The frustrating thing is that I already know what helps. The solutions are spectacularly uninteresting. More sleep. Less noise. Fewer demands. Time with people I trust. A walk somewhere green. Music. Noise-cancelling headphones. A mug of coffee. None of this is revolutionary, and none of it would sell many self-help books, but it works. The difficult part isn’t discovering the solution. The difficult part is giving myself permission to stop before my brain makes that decision on my behalf.
At fifty-something I’ve become slightly better at recognising the warning signs. Not because I’ve become particularly wise, but because I’ve ignored them often enough to recognise the consequences.

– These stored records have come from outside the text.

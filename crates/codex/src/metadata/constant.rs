use ahash::HashSet;
use serde::Deserialize;
use serde::Serialize;

use augur_atom::Atom;

use crate::fqsen::ClassElementFqsen;
use crate::fqsen::ConstantFqsen;
use crate::metadata::flags::MetadataFlags;
use crate::ttype::union::UnionType;

/// A class constant.
#[derive(Debug, Clone, PartialEq, Serialize, Deserialize)]
pub struct ClassConstantMetadata {
    pub name: Atom,
    pub fqsen: ClassElementFqsen,
    pub defining_fqsen: ClassElementFqsen,
    pub flags: MetadataFlags,
    pub file: Atom,
    pub line: u32,
    pub union_type: UnionType,
    pub references: HashSet<(Atom, u32)>,
}

impl ClassConstantMetadata {
    #[must_use]
    pub fn new(fqsen: ClassElementFqsen, file: Atom, line: u32) -> Self {
        Self {
            name: fqsen.name,
            fqsen,
            defining_fqsen: fqsen,
            flags: MetadataFlags::empty(),
            file,
            line,
            union_type: UnionType::empty(),
            references: HashSet::default(),
        }
    }

    pub fn add_reference(&mut self, file: Atom, line: u32) {
        self.references.insert((file, line));
    }
}

/// A global constant.
#[derive(Debug, Clone, PartialEq, Serialize, Deserialize)]
pub struct ConstantMetadata {
    pub name: Atom,
    pub fqsen: ConstantFqsen,
    pub flags: MetadataFlags,
    pub file: Atom,
    pub line: u32,
    pub union_type: UnionType,
    pub references: HashSet<(Atom, u32)>,
}

impl ConstantMetadata {
    #[must_use]
    pub fn new(fqsen: ConstantFqsen, file: Atom, line: u32) -> Self {
        Self {
            name: fqsen.name,
            fqsen,
            flags: MetadataFlags::empty(),
            file,
            line,
            union_type: UnionType::empty(),
            references: HashSet::default(),
        }
    }

    pub fn add_reference(&mut self, file: Atom, line: u32) {
        self.references.insert((file, line));
    }
}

These days, if the world suddenly seems louder than usual, if every conversation feels like hard work, and if the thought of another Teams meeting fills me with existential dread, I know it probably isn’t the world that’s changed. It’s me. That’s usually my cue to slow down before my brain pulls the emergency brake and does it for me.
Sadly, I do not always pull the emergency cord in time, and sometimes I get so overloaded that I am barely capable of leaving the house. The most banal tasks become Herculean, and routine things I do every day suddenly take on a distinctly Sisyphean quality until it all becomes, well, too much. I have been in that stage fairly recently. Instead I ignored the warnings, went on against my brain’s better judgement, and then promptly fell over. Naturally, I paid the price and am now trying to pick up the pieces. At least I noticed it fairly early in the burnout process and had not sunk too deeply into the depressive mire that can accompany it. I am still close enough to the edge to grab a low-hanging branch and haul myself back out. Muddied, exhausted but still in one piece.
Perhaps the biggest lesson burnout has taught me is that being autistic or having ADHD isn’t just about the things other people notice. It’s also about the invisible effort that nobody sees. The conversations that looked effortless. The office that seemed manageable. The shopping trip that appeared uneventful. The social gathering everyone assumed I enjoyed. Sometimes my greatest achievement on any given day is convincing everyone else that I’m coping effortlessly. Burnout is often the bill arriving several weeks later.
I’ve finally stopped thinking of myself as a machine that ought to run continuously. Batteries aren’t defective because they eventually need recharging, and neither am I. Every time I’ve ignored the warning signs and tried to keep going, my brain has eventually overruled me anyway. These days I try to recognise when my own battery is running low and quietly plug myself back into the charger before the screen goes completely black.
Even if, occasionally, I don’t manage. At least I tried.